Il diavolo si annida nei particolari. Il ricatto, invece, nelle ultime righe dell’odierno editoriale di Vittorio Feltri sul Giornale della famiglia Berlusconi. Destinatario, indovinate un po’: Gianfranco Fini. Il “compagno Fini”, come lo chiama Littorio da quando il presidente della Camera s’è permesso alcune critiche al padrone d’Italia e di Feltri (ricordate il “compagno Montanelli”? Ecco, ci risiamo). Bene, Feltri ammonisce amorevolmente Fini a non tirare troppo la corda: “non gli è permesso tenere un piede nella maggioranza e uno nell’opposizione. Deve risolversi subito”. E soprattutto deve smetterla di difendere i magistrati che indagano sulle stragi e sulle trattative Stato-mafia (“teoremi”). “Perché – butta lì Feltri – oggi tocca al premier, domani potrebbe toccare al presidente della Camera”. Ohibò: Fini ha per caso a che fare con la mafia? Macchè. Sentite Feltri: “E’ sufficiente – per dire – ripescare un fascicolo del 2000 su faccende a luci rosse riguardanti personaggi di Alleanza nazionale per montare uno scandalo”. Segue avvertimento: “Meglio non svegliare il can che dorme”.
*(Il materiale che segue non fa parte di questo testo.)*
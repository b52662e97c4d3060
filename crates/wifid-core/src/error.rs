// ── Core error types ──
//
// Domain errors from wifid-core. Callers never see raw socket errors;
// the `From<wifid_ctrl::Error>` impl translates transport-layer failures
// into the same taxonomy the driver and config layers use.

use thiserror::Error;

/// Unified error type for the core crate.
#[derive(Debug, Error)]
pub enum CoreError {
    // ── Link errors ──────────────────────────────────────────────────
    #[error("control link for {iface} is not ready")]
    NotReady { iface: String },

    #[error("daemon did not answer within {timeout_ms}ms")]
    Timeout { timeout_ms: u64 },

    #[error("protocol error: {message}")]
    Protocol { message: String },

    #[error("daemon rejected '{command}': {reply}")]
    Rejected { command: String, reply: String },

    // ── Data errors ──────────────────────────────────────────────────
    #[error("{entity_type} not found: {identifier}")]
    NotFound {
        entity_type: &'static str,
        identifier: String,
    },

    #[error("invalid {field}: {reason}")]
    InvalidArgument { field: String, reason: String },

    // ── Driver errors ────────────────────────────────────────────────
    #[error("operation not implemented by driver: {operation}")]
    NotImplemented { operation: &'static str },

    #[error("driver failure in {operation}: {message}")]
    Driver {
        operation: &'static str,
        message: String,
    },

    // ── File errors ──────────────────────────────────────────────────
    #[error("I/O error on {path}: {source}")]
    Io {
        path: String,
        #[source]
        source: std::io::Error,
    },

    #[error("configuration error: {message}")]
    Config { message: String },
}

impl CoreError {
    pub(crate) fn io(path: &std::path::Path, source: std::io::Error) -> Self {
        Self::Io {
            path: path.display().to_string(),
            source,
        }
    }

    pub(crate) fn not_found(entity_type: &'static str, identifier: impl Into<String>) -> Self {
        Self::NotFound {
            entity_type,
            identifier: identifier.into(),
        }
    }

    /// Absent optional data; callers usually treat this as "nothing to do".
    pub fn is_not_found(&self) -> bool {
        matches!(self, Self::NotFound { .. })
    }

    pub fn is_not_implemented(&self) -> bool {
        matches!(self, Self::NotImplemented { .. })
    }
}

// ── Conversion from transport-layer errors ───────────────────────────

impl From<wifid_ctrl::Error> for CoreError {
    fn from(err: wifid_ctrl::Error) -> Self {
        match err {
            wifid_ctrl::Error::NotReady => CoreError::NotReady {
                iface: "<unknown>".into(),
            },
            wifid_ctrl::Error::Timeout { timeout_ms } => CoreError::Timeout { timeout_ms },
            wifid_ctrl::Error::Partial { len, capacity } => CoreError::Protocol {
                message: format!("reply of {len} bytes exceeds buffer of {capacity}"),
            },
            wifid_ctrl::Error::PartialWrite { written, expected } => CoreError::Protocol {
                message: format!("partial write: {written} of {expected} bytes"),
            },
            wifid_ctrl::Error::Protocol(message) => CoreError::Protocol { message },
            wifid_ctrl::Error::Failed { command, reply } => CoreError::Rejected { command, reply },
            wifid_ctrl::Error::NotFound { key } => CoreError::NotFound {
                entity_type: "reply key",
                identifier: key,
            },
            wifid_ctrl::Error::InvalidArgument { field, reason } => CoreError::InvalidArgument {
                field: field.into(),
                reason,
            },
            wifid_ctrl::Error::Io(source) => CoreError::Io {
                path: "<control socket>".into(),
                source,
            },
        }
    }
}
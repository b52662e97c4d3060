//! Clap derive structures for the `wifid` CLI.
//!
//! Defines the command tree, global flags, and shared types.

use std::path::PathBuf;

use clap::{Args, Parser, Subcommand, ValueEnum};

// ── Top-Level CLI ────────────────────────────────────────────────────

/// wifid -- control-plane tool for hostapd / wpa_supplicant access points
#[derive(Debug, Parser)]
#[command(
    name = "wifid",
    version,
    about = "Inspect and drive the WiFi access-point control plane",
    long_about = "Classify config changes, edit daemon config files and talk to\n\
        hostapd / wpa_supplicant control sockets from the command line.",
    propagate_version = true,
    subcommand_required = true,
    arg_required_else_help = true
)]
pub struct Cli {
    #[command(flatten)]
    pub global: GlobalOpts,

    #[command(subcommand)]
    pub command: Command,
}

// ── Global Options ───────────────────────────────────────────────────

#[derive(Debug, Args)]
pub struct GlobalOpts {
    /// Config file (defaults to the platform config directory)
    #[arg(long, env = "WIFID_CONFIG", global = true)]
    pub config: Option<PathBuf>,

    /// Control socket directory (overrides config)
    #[arg(long, env = "WIFID_CTRL_DIR", global = true)]
    pub ctrl_dir: Option<PathBuf>,

    /// Reply timeout in milliseconds (overrides config)
    #[arg(long, env = "WIFID_TIMEOUT_MS", global = true)]
    pub timeout_ms: Option<u64>,

    /// Output format
    #[arg(long, short = 'o', env = "WIFID_OUTPUT", default_value = "table", global = true)]
    pub output: OutputFormat,

    /// When to use color output
    #[arg(long, default_value = "auto", global = true)]
    pub color: ColorMode,

    /// Increase verbosity (-v, -vv, -vvv)
    #[arg(long, short = 'v', action = clap::ArgAction::Count, global = true)]
    pub verbose: u8,

    /// Emit logs as JSON lines on stderr
    #[arg(long, global = true)]
    pub log_json: bool,

    /// Suppress non-error output
    #[arg(long, short = 'q', global = true)]
    pub quiet: bool,
}

// ── Output & Color Enums ─────────────────────────────────────────────

#[derive(Debug, Clone, Copy, PartialEq, Eq, ValueEnum)]
pub enum OutputFormat {
    /// Pretty table (default, interactive)
    Table,
    /// Pretty-printed JSON
    Json,
    /// Compact single-line JSON
    JsonCompact,
    /// Plain text, one value per line (scripting)
    Plain,
}

#[derive(Debug, Clone, Copy, PartialEq, Eq, ValueEnum)]
pub enum ColorMode {
    /// Auto-detect (color if terminal is interactive)
    Auto,
    /// Always emit color codes
    Always,
    /// Never emit color codes
    Never,
}

// ── Top-Level Command Enum ───────────────────────────────────────────

#[derive(Debug, Subcommand)]
pub enum Command {
    /// Work out which action a config change needs
    Classify(ClassifyArgs),

    /// Inspect or edit a hostapd-style config file
    #[command(alias = "cf")]
    Conf(ConfArgs),

    /// Send a raw command to a daemon control socket
    Ctrl(CtrlArgs),

    /// Show the parsed STATUS of an interface
    CtrlStatus(CtrlStatusArgs),

    /// Stream unsolicited daemon events
    Events(EventsArgs),

    /// Manage wifid configuration
    Config(ConfigArgs),

    /// Generate shell completions
    Completions(CompletionsArgs),
}

// ── Classify ─────────────────────────────────────────────────────────

#[derive(Debug, Args)]
pub struct ClassifyArgs {
    /// Config file before the change
    pub old: PathBuf,

    /// Config file after the change
    pub new: PathBuf,

    /// Only this section (interface/bss name, bssid, or "header")
    #[arg(long, short = 's')]
    pub section: Option<String>,

    /// Treat the interface as disabled
    #[arg(long)]
    pub disabled: bool,
}

// ── Conf ─────────────────────────────────────────────────────────────

#[derive(Debug, Args)]
pub struct ConfArgs {
    #[command(subcommand)]
    pub command: ConfCommand,
}

#[derive(Debug, Subcommand)]
pub enum ConfCommand {
    /// List every parameter
    Show {
        file: PathBuf,

        /// Only this section
        #[arg(long, short = 's')]
        section: Option<String>,
    },

    /// Print one parameter
    Get {
        file: PathBuf,
        key: String,

        /// Section to read (default: header)
        #[arg(long, short = 's')]
        section: Option<String>,
    },

    /// Set a parameter and report the action it needs
    Set {
        file: PathBuf,
        key: String,
        value: String,

        /// Section to edit (default: header)
        #[arg(long, short = 's')]
        section: Option<String>,
    },

    /// Remove a parameter and report the action it needs
    Unset {
        file: PathBuf,
        key: String,

        /// Section to edit (default: header)
        #[arg(long, short = 's')]
        section: Option<String>,
    },
}

// ── Control socket ───────────────────────────────────────────────────

#[derive(Debug, Args)]
pub struct CtrlArgs {
    /// Interface name (socket under the control directory)
    pub iface: String,

    /// Command words, joined with spaces
    #[arg(required = true, trailing_var_arg = true, allow_hyphen_values = true)]
    pub command: Vec<String>,
}

#[derive(Debug, Args)]
pub struct CtrlStatusArgs {
    /// Interface name
    pub iface: String,
}

#[derive(Debug, Args)]
pub struct EventsArgs {
    /// Interface name
    pub iface: String,

    /// Stop after this many events
    #[arg(long, short = 'n')]
    pub count: Option<usize>,

    /// Only events whose name starts with this prefix (e.g. "DFS-")
    #[arg(long, short = 'f')]
    pub filter: Option<String>,
}

// ── Config ───────────────────────────────────────────────────────────

#[derive(Debug, Args)]
pub struct ConfigArgs {
    #[command(subcommand)]
    pub command: ConfigCommand,
}

#[derive(Debug, Subcommand)]
pub enum ConfigCommand {
    /// Show the effective configuration
    Show,

    /// Print the config file path
    Path,

    /// Write a config file with default values
    Init {
        /// Overwrite an existing file
        #[arg(long)]
        force: bool,
    },
}

// ── Completions ──────────────────────────────────────────────────────

#[derive(Debug, Args)]
pub struct CompletionsArgs {
    /// Shell to generate completions for
    pub shell: clap_complete::Shell,
}
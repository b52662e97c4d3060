//! `wifid classify`: which action does a config change need?

use serde::Serialize;
use tabled::Tabled;
use wifid_core::Action;
use wifid_core::conf::classify::action_for;
use wifid_core::conf::{ParamChange, classify, diff};

use crate::cli::{ClassifyArgs, GlobalOpts, OutputFormat};
use crate::error::CliError;
use crate::output;

use super::util::{SectionArg, load_store, require_section};

#[derive(Debug, Serialize)]
struct SectionReport {
    section: String,
    action: Action,
    changes: Vec<ParamChange>,
}

#[derive(Debug, Serialize)]
struct ClassifyReport {
    action: Action,
    sections: Vec<SectionReport>,
}

#[derive(Tabled)]
struct ChangeRow {
    #[tabled(rename = "Section")]
    section: String,
    #[tabled(rename = "Parameter")]
    param: String,
    #[tabled(rename = "Old")]
    old: String,
    #[tabled(rename = "New")]
    new: String,
    #[tabled(rename = "Action")]
    action: String,
}

fn or_dash(value: Option<&String>) -> String {
    value.map_or_else(|| "-".into(), Clone::clone)
}

pub fn handle(args: &ClassifyArgs, global: &GlobalOpts) -> Result<(), CliError> {
    let old = load_store(&args.old)?;
    let new = load_store(&args.new)?;
    let enabled = !args.disabled;

    let sections = match &args.section {
        Some(raw) => {
            let section = SectionArg::parse(Some(raw));
            if old.section(section.key()).is_none() {
                require_section(&new, &section)?;
            }
            vec![section]
        }
        None => SectionArg::all_of(&old, &new),
    };

    let reports: Vec<SectionReport> = sections
        .iter()
        .filter_map(|section| {
            let changes = diff(&old, &new, section.key());
            if changes.is_empty() {
                return None;
            }
            Some(SectionReport {
                section: section.to_string(),
                action: classify(&changes, enabled),
                changes,
            })
        })
        .collect();

    let report = ClassifyReport {
        action: reports.iter().map(|r| r.action).max().unwrap_or_default(),
        sections: reports,
    };
    tracing::debug!(action = %report.action, sections = report.sections.len(), "classified");

    let color = output::should_color(global.color);
    let rendered = match global.output {
        OutputFormat::Table => {
            let rows: Vec<ChangeRow> = report
                .sections
                .iter()
                .flat_map(|s| {
                    s.changes.iter().map(|c| ChangeRow {
                        section: s.section.clone(),
                        param: c.name.clone(),
                        old: or_dash(c.old.as_ref()),
                        new: or_dash(c.new.as_ref()),
                        action: output::paint_action(action_for(&c.name), color),
                    })
                })
                .collect();
            let summary = format!("action: {}", output::paint_action(report.action, color));
            if rows.is_empty() {
                summary
            } else {
                format!("{}\n{summary}", output::render_table(&rows))
            }
        }
        OutputFormat::Plain => report.action.to_string(),
        format => output::render_single(format, &report, |_| String::new(), |r| r.action.to_string())?,
    };
    output::print_output(&rendered, global.quiet);
    Ok(())
}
E quale sarebbe il can che dorme: forse la magistratura? No: lo stesso Feltri e il suo Giornale che, lungi dal dormire, hanno sempre il colpo, anzi il dossier in canna. Nel libro Papi, quest’estate, eravamo stati buoni profeti. Avevamo scritto di un giro di lettere anonime sul conto di giornalisti cattolici (Dino Boffo). E avevamo aggiunto che Il Giornale, al deflagrare dello scandalo Puttanopoli, aveva subito riesumato a puntate una vecchia inchiesta romana del 1999 su un giro di squillo a disposizione di imprenditori vicini all’allora premier D’Alema: pare che la maîtresse R.F. ottenesse in cambio appalti pubblici, come la stampa di dépliant e volantini per alcune aziende di Stato, e fosse contitolare di una azienda di pr, la Global Media, in società col segretario Udc Lorenzo Cesa. Il Cavaliere si era subito dissociato dal suo Giornale, ancora diretto da Mario Giordano: “Mi tengo lontanissimo da queste cose. Da editore ho stracciato molte foto e molti articoli”. Un bel messaggio: foto e articoli stracciati possono sempre riemergere dai cassetti o dai cassonetti. Anche perché il Giornale “dimenticava” di citare l’”importante leader del centrodestra” menzionato nel 2001 dall’Espresso tra i clienti della call-girl. Di chi si trattava? Ora Feltri fa sapere a Fini che lui sa. Stiamo parlando di una vicenda che, per quel leader di centrodestra, non ha avuto alcun risvolto penale. Una faccenda tutta privata, visto che la maitresse – diversamente dalla D’Addario e da altre Papi-girl, non fu candidata nelle liste del Pdl nè ricompensata con promesse di appalti o interventi pubblici (oltretutto, il leader all’epoca era all’opposizione). In ogni caso, se Feltri sapeva (dal 2000) e riteneva che tutto ciò meritasse di essere pubblicato con nomi e cognomi, avrebbe dovuto farlo quando ebbe la notizia. Ripescarla oggi, nove anni dopo, guardacaso quando Fini dà noia al suo padrone, non è giornalismo: si chiama racket. Per molto meno, Fabrizio Corona che prendeva soldi per non pubblicare certe foto, è sotto processo a Milano per estorsione. E’ più grave prendere soldi per nascondere una foto, oppure ricattare la terza carica dello Stato per cambiare il corso della vita politica italiana? Aridatece Pecorelli.